WORK TASK -> This exercise asks for the records to be retyped exactly as they read.
━━━ PROVIDED MATERIAL ━━━
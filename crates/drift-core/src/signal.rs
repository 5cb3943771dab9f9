use std::cell::RefCell;
use std::rc::Rc;

pub type SubId = usize;

/// Observable value. Every write notifies subscribers and requests a frame.
#[derive(Clone)]
pub struct Signal<T: 'static>(Rc<RefCell<Inner<T>>>);

struct Inner<T> {
    value: T,
    subs: Vec<(SubId, Rc<dyn Fn(&T)>)>,
    next_id: SubId,
}

impl<T> Signal<T> {
    pub fn new(value: T) -> Self {
        Self(Rc::new(RefCell::new(Inner {
            value,
            subs: Vec::new(),
            next_id: 0,
        })))
    }
    pub fn with<R>(&self, f: impl FnOnce(&T) -> R) -> R {
        f(&self.0.borrow().value)
    }
    pub fn subscribe(&self, f: impl Fn(&T) + 'static) -> SubId {
        let mut inner = self.0.borrow_mut();
        let id = inner.next_id;
        inner.next_id += 1;
        inner.subs.push((id, Rc::new(f)));
        id
    }
    /// Returns `false` if `id` was not subscribed.
    pub fn unsubscribe(&self, id: SubId) -> bool {
        let mut inner = self.0.borrow_mut();
        let before = inner.subs.len();
        inner.subs.retain(|(sid, _)| *sid != id);
        inner.subs.len() != before
    }
}

impl<T: Clone> Signal<T> {
    pub fn get(&self) -> T {
        self.0.borrow().value.clone()
    }
    pub fn set(&self, v: T) {
        self.0.borrow_mut().value = v;
        self.notify();
    }
    pub fn update<F: FnOnce(&mut T)>(&self, f: F) {
        f(&mut self.0.borrow_mut().value);
        self.notify();
    }

    // Subscribers get a snapshot and run with no borrow held, so they may
    // write back to this signal.
    fn notify(&self) {
        crate::runtime::request_frame();
        let (subs, value) = {
            let inner = self.0.borrow();
            let subs: Vec<Rc<dyn Fn(&T)>> = inner.subs.iter().map(|(_, s)| s.clone()).collect();
            (subs, inner.value.clone())
        };
        for s in &subs {
            s(&value);
        }
    }
}

pub fn signal<T>(t: T) -> Signal<T> {
    Signal::new(t)
}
━━━
RESPONSE TO THIS TASK ->
filename crates/drift-core/src/signal.rs
repository 5cb3943771dab9f9
use std::cell::RefCell;
use std::rc::Rc;

pub type SubId = usize;

/// Observable value. Every write notifies subscribers and requests a frame.
#[derive(Clone)]
pub struct Signal<T: 'static>(Rc<RefCell<Inner<T>>>);

struct Inner<T> {
    value: T,
    subs: Vec<(SubId, Rc<dyn Fn(&T)>)>,
    next_id: SubId,
}

impl<T> Signal<T> {
    pub fn new(value: T) -> Self {
        Self(Rc::new(RefCell::new(Inner {
            value,
            subs: Vec::new(),
            next_id: 0,
        })))
    }
    pub fn with<R>(&self, f: impl FnOnce(&T) -> R) -> R {
        f(&self.0.borrow().value)
    }
    pub fn subscribe(&self, f: impl Fn(&T) + 'static) -> SubId {
        let mut inner = self.0.borrow_mut();
        let id = inner.next_id;
        inner.next_id += 1;
        inner.subs.push((id, Rc::new(f)));
        id
    }
    /// Returns `false` if `id` was not subscribed.
    pub fn unsubscribe(&self, id: SubId) -> bool {
        let mut inner = self.0.borrow_mut();
        let before = inner.subs.len();
        inner.subs.retain(|(sid, _)| *sid != id);
        inner.subs.len() != before
    }
}

impl<T: Clone> Signal<T> {
    pub fn get(&self) -> T {
        self.0.borrow().value.clone()
    }
    pub fn set(&self, v: T) {
        self.0.borrow_mut().value = v;
        self.notify();
    }
    pub fn update<F: FnOnce(&mut T)>(&self, f: F) {
        f(&mut self.0.borrow_mut().value);
        self.notify();
    }

    // Subscribers get a snapshot and run with no borrow held, so they may
    // write back to this signal.
    fn notify(&self) {
        crate::runtime::request_frame();
        let (subs, value) = {
            let inner = self.0.borrow();
            let subs: Vec<Rc<dyn Fn(&T)>> = inner.subs.iter().map(|(_, s)| s.clone()).collect();
            (subs, inner.value.clone())
        };
        for s in &subs {
            s(&value);
        }
    }
}

pub fn signal<T>(t: T) -> Signal<T> {
    Signal::new(t)
}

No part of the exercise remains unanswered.